Петер Биксель - Современная швейцарская новелла
Судьба дома решилась. Франц выбрал капитальный ремонт. В этом он видит свой долг перед памятью тети Лени. Уважение к старшим и благодарность для Франца не пустые слова. Хоть и в новом обличье, дом будет хранить ее следы.
Однако не все гладко. Огорчают дочки. Вдруг заявили, что через год-другой хотели бы жить отдельно от родителей и квартира в отремонтированном доме — самое подходящее для них жилье.

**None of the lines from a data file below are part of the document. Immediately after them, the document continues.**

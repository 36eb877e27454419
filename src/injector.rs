//! Reference resolution and injection.
//!
//! Turns a reference descriptor plus the current registry contents into
//! bound values: constructor arguments, field assignments or bind-method
//! calls. Every bound service is recorded in the instance table so field
//! values can be recomputed on later binds and unbinds.

use std::collections::HashSet;
use std::sync::Arc;

use crate::context::MockBundleContext;
use crate::error::{OsgiError, OsgiResult};
use crate::filter::Filter;
use crate::lifecycle;
use crate::metadata::class::{ConstructorDef, FieldDef, MethodDef};
use crate::metadata::{
    Arg, Args, CollectionKind, ComponentClass, EffectiveReference, FieldCollectionType, FieldKind, FieldValue,
    ParamKind, Reference,
};
use crate::properties::Properties;
use crate::registry::{AnyArc, ComponentServiceObjects, ServiceReference};
use crate::signature;

/// Registered services satisfying the reference, in registry order.
pub(crate) fn matching_services(
    ctx: &MockBundleContext,
    reference: &EffectiveReference<'_>,
) -> OsgiResult<Vec<ServiceReference>> {
    let filter = reference.filter()?;
    Ok(ctx
        .inner()
        .registry
        .lookup(Some(reference.interface()), filter.as_ref().map(|f| f as &dyn Filter)))
}

fn violation(reference: &Reference, class: &ComponentClass) -> OsgiError {
    OsgiError::ReferenceViolation {
        reference: reference.name().to_string(),
        interface: reference.interface().to_string(),
        class: class.name().to_string(),
    }
}

fn unsupported(reference: &Reference, class: &ComponentClass, detail: impl Into<String>) -> OsgiError {
    OsgiError::UnsupportedBind {
        reference: reference.name().to_string(),
        class: class.name().to_string(),
        detail: detail.into(),
    }
}

/// Injects every reference that is not a constructor parameter.
pub(crate) fn inject_services(
    ctx: &MockBundleContext,
    instance: &AnyArc,
    class: &ComponentClass,
    properties: &Properties,
) -> OsgiResult<()> {
    for reference in class.metadata().references().iter().filter(|r| !r.is_constructor_parameter()) {
        let effective = EffectiveReference::resolve(reference, properties);
        inject_reference(ctx, instance, class, &effective)?;
    }
    Ok(())
}

fn inject_reference(
    ctx: &MockBundleContext,
    instance: &AnyArc,
    class: &ComponentClass,
    reference: &EffectiveReference<'_>,
) -> OsgiResult<()> {
    let mut matches = matching_services(ctx, reference)?;
    if matches.is_empty() {
        if reference.cardinality().is_mandatory() {
            return Err(violation(reference, class));
        }
        tracing::trace!(component = class.name(), reference = reference.name(), "no match for optional reference");
        return Ok(());
    }

    // Unary references see every match bound in ascending ranking order, so
    // the best match is bound last and ends up as the field value.
    if !reference.cardinality().is_multiple() {
        matches.sort();
    }
    for service in &matches {
        bind(ctx, instance, class, reference, service)?;
    }
    Ok(())
}

enum Target<'a> {
    Method(&'a MethodDef),
    Field(&'a FieldDef),
}

fn check_field_kind(reference: &Reference, class: &ComponentClass, field: &FieldDef) -> OsgiResult<()> {
    let multiple = reference.cardinality().is_multiple();
    let fits = match &field.kind {
        FieldKind::Service(interface) => !multiple && interface == reference.interface(),
        FieldKind::Reference => !multiple,
        FieldKind::Collection(_) => multiple,
    };
    if fits {
        Ok(())
    } else {
        Err(unsupported(
            reference,
            class,
            format!("field '{}' of kind {:?} does not fit {:?}", field.name, field.kind, reference.cardinality()),
        ))
    }
}

/// Method named `method` with a bind-compatible signature, else the field.
fn dispatch_target<'a>(
    class: &'a ComponentClass,
    reference: &Reference,
    method: Option<&str>,
) -> OsgiResult<Option<Target<'a>>> {
    if let Some(name) = method {
        if let Some(found) = signature::resolve(class.methods(), name, signature::BIND, Some(reference.interface())) {
            return Ok(Some(Target::Method(found)));
        }
    }
    if let Some(field_name) = reference.field() {
        let field = class
            .field(field_name)
            .ok_or_else(|| unsupported(reference, class, format!("no field named '{}'", field_name)))?;
        check_field_kind(reference, class, field)?;
        return Ok(Some(Target::Field(field)));
    }
    Ok(None)
}

fn bind_args(params: &[ParamKind], service: &ServiceReference) -> Args {
    Args::new(
        params
            .iter()
            .map(|kind| match kind {
                ParamKind::ServiceReference => Arg::Reference(Some(service.clone())),
                ParamKind::ServiceObjects => Arg::ServiceObjects(Some(ComponentServiceObjects::new(service.clone()))),
                ParamKind::Service(_) => Arg::Service(Some(service.instance().clone())),
                // the bind table admits no other kinds
                _ => Arg::Map(service.properties()),
            })
            .collect(),
    )
}

/// Field value derived from what is currently bound.
fn field_value(bound: Vec<ServiceReference>, reference: &Reference, kind: &FieldKind) -> FieldValue {
    match kind {
        FieldKind::Service(_) => FieldValue::Service(bound.last().map(|r| r.instance().clone())),
        FieldKind::Reference => FieldValue::Reference(bound.last().cloned()),
        FieldKind::Collection(collection) => collection_value(bound, reference.field_collection_type(), *collection),
    }
}

pub(crate) fn collection_value(
    mut services: Vec<ServiceReference>,
    element: FieldCollectionType,
    kind: CollectionKind,
) -> FieldValue {
    match kind {
        CollectionKind::List => {}
        CollectionKind::Set => {
            let mut seen = HashSet::new();
            services.retain(|r| seen.insert(r.service_id()));
        }
        CollectionKind::SortedSet => {
            services.sort();
            services.dedup();
        }
    }
    match element {
        FieldCollectionType::Service => FieldValue::Services(services.iter().map(|r| r.instance().clone()).collect()),
        FieldCollectionType::Reference => FieldValue::References(services),
    }
}

fn assign_field(ctx: &MockBundleContext, instance: &AnyArc, reference: &Reference, field: &FieldDef) -> OsgiResult<()> {
    let bound = ctx.inner().instances.bindings(instance, reference.name());
    (field.setter)(instance, field_value(bound, reference, &field.kind))
}

/// Binds one service to one reference of `instance`.
pub(crate) fn bind(
    ctx: &MockBundleContext,
    instance: &AnyArc,
    class: &ComponentClass,
    reference: &Reference,
    service: &ServiceReference,
) -> OsgiResult<()> {
    let target = dispatch_target(class, reference, reference.bind())?
        .ok_or_else(|| unsupported(reference, class, "no bind method with a supported signature and no field"))?;

    let instances = &ctx.inner().instances;
    instances.bind(instance, reference.name(), service.clone());
    let result = match target {
        Target::Method(method) => (method.invoker)(instance, &bind_args(&method.params, service)),
        Target::Field(field) => assign_field(ctx, instance, reference, field),
    };
    if let Err(err) = result {
        instances.unbind(instance, reference.name(), service);
        return Err(err);
    }

    tracing::debug!(
        component = class.name(),
        reference = reference.name(),
        service.id = service.service_id(),
        "bound service"
    );
    ctx.inner().observers.bound(class.name(), reference.name(), service);
    Ok(())
}

/// Unbinds one service that is bound to `instance`. A reference without
/// unbind method or field has nothing to undo.
pub(crate) fn unbind(
    ctx: &MockBundleContext,
    instance: &AnyArc,
    class: &ComponentClass,
    reference: &Reference,
    service: &ServiceReference,
) -> OsgiResult<()> {
    if !ctx.inner().instances.unbind(instance, reference.name(), service) {
        tracing::trace!(
            component = class.name(),
            reference = reference.name(),
            service.id = service.service_id(),
            "service was not bound, nothing to unbind"
        );
        return Ok(());
    }
    match dispatch_target(class, reference, reference.unbind())? {
        Some(Target::Method(method)) => (method.invoker)(instance, &bind_args(&method.params, service))?,
        Some(Target::Field(field)) => assign_field(ctx, instance, reference, field)?,
        None => {
            if let Some(name) = reference.unbind() {
                return Err(unsupported(
                    reference,
                    class,
                    format!("no unbind method '{}' with a supported signature", name),
                ));
            }
        }
    }

    tracing::debug!(
        component = class.name(),
        reference = reference.name(),
        service.id = service.service_id(),
        "unbound service"
    );
    ctx.inner().observers.unbound(class.name(), reference.name(), service);
    Ok(())
}

enum Slot<'a> {
    /// Context, bundle context, map or configuration object.
    WellKnown(&'a ParamKind),
    Reference(&'a Reference, &'a ParamKind),
}

fn param_fits(kind: &ParamKind, reference: &Reference) -> bool {
    let multiple = reference.cardinality().is_multiple();
    match kind {
        ParamKind::Service(interface) => !multiple && interface == reference.interface(),
        ParamKind::ServiceReference | ParamKind::ServiceObjects => !multiple,
        ParamKind::Collection(_) => multiple,
        _ => false,
    }
}

/// Maps constructor parameters onto well-known values and, in order, onto
/// the constructor-parameter references. Every such reference must be used.
fn plan_constructor<'a>(params: &'a [ParamKind], references: &[&'a Reference]) -> Option<Vec<Slot<'a>>> {
    let mut remaining = references.iter();
    let mut slots = Vec::with_capacity(params.len());
    for kind in params {
        match kind {
            ParamKind::ComponentContext | ParamKind::BundleContext | ParamKind::Map | ParamKind::Config(_) => {
                slots.push(Slot::WellKnown(kind))
            }
            _ => {
                let reference = remaining.next()?;
                if !param_fits(kind, reference) {
                    return None;
                }
                slots.push(Slot::Reference(*reference, kind));
            }
        }
    }
    if remaining.next().is_some() {
        return None;
    }
    Some(slots)
}

fn construct(
    ctx: &MockBundleContext,
    class: &Arc<ComponentClass>,
    ctor: &ConstructorDef,
    slots: &[Slot<'_>],
    properties: &Properties,
) -> OsgiResult<AnyArc> {
    let mut args = Vec::with_capacity(slots.len());
    let mut bound: Vec<(&Reference, Vec<ServiceReference>)> = Vec::new();

    for slot in slots {
        match slot {
            Slot::WellKnown(kind) => args.push(lifecycle::component_arg(ctx, class, None, kind, properties, None)?),
            Slot::Reference(reference, kind) => {
                let effective = EffectiveReference::resolve(reference, properties);
                let mut matches = matching_services(ctx, &effective)?;
                if matches.is_empty() && reference.cardinality().is_mandatory() {
                    return Err(violation(reference, class));
                }
                if let ParamKind::Collection(collection) = kind {
                    args.push(Arg::Collection(collection_value(
                        matches.clone(),
                        reference.field_collection_type(),
                        *collection,
                    )));
                    bound.push((*reference, matches));
                    continue;
                }
                matches.sort();
                let best = matches.pop();
                args.push(match kind {
                    ParamKind::ServiceReference => Arg::Reference(best.clone()),
                    ParamKind::ServiceObjects => Arg::ServiceObjects(best.clone().map(ComponentServiceObjects::new)),
                    _ => Arg::Service(best.as_ref().map(|r| r.instance().clone())),
                });
                bound.push((*reference, best.into_iter().collect()));
            }
        }
    }

    let instance = (ctor.ctor)(&Args::new(args))?;
    let instances = &ctx.inner().instances;
    for (reference, services) in bound {
        for service in services {
            instances.bind(&instance, reference.name(), service);
        }
    }
    Ok(instance)
}

/// Creates an instance, preferring the first constructor that can take all
/// constructor-parameter references; falls back to a no-argument
/// constructor.
pub(crate) fn instantiate(
    ctx: &MockBundleContext,
    class: &Arc<ComponentClass>,
    properties: &Properties,
) -> OsgiResult<AnyArc> {
    let mut references: Vec<&Reference> = class
        .metadata()
        .references()
        .iter()
        .filter(|r| r.is_constructor_parameter())
        .collect();
    references.sort_by_key(|r| r.parameter());

    for ctor in class.constructors() {
        if let Some(slots) = plan_constructor(&ctor.params, &references) {
            tracing::trace!(component = class.name(), params = ctor.params.len(), "constructor selected");
            return construct(ctx, class, ctor, &slots, properties);
        }
    }

    match class.constructors().iter().find(|c| c.params.is_empty()) {
        Some(ctor) => {
            tracing::debug!(
                component = class.name(),
                unresolved = references.len(),
                "no constructor takes the constructor references, using the default constructor"
            );
            (ctor.ctor)(&Args::default())
        }
        None => Err(OsgiError::component(
            class.name(),
            "no constructor matches the declared constructor references",
        )),
    }
}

Откуда у малявок такие мысли? О переезде не может быть и речи ни по моральным, ни по материальным соображениям. Вначале надо выучиться, выйти в люди. Сузи, младшая, в довершение всего, осталась на второй год в восьмом классе. «Ну и что, не вижу в этом ничего зазорного, — высказалась она. — У Ваннеров дети тоже вылетели из государственной школы». Ну, во-первых, не совсем так. Во-вторых, Видеркерам нечего равняться на Ваннеров. Сента, двумя годами старше, учится в специальной женской школе. На днях говорит: «Ну теперь у нас собственный дом, и мы сами себе хозяева». Подумать только — «у нас»!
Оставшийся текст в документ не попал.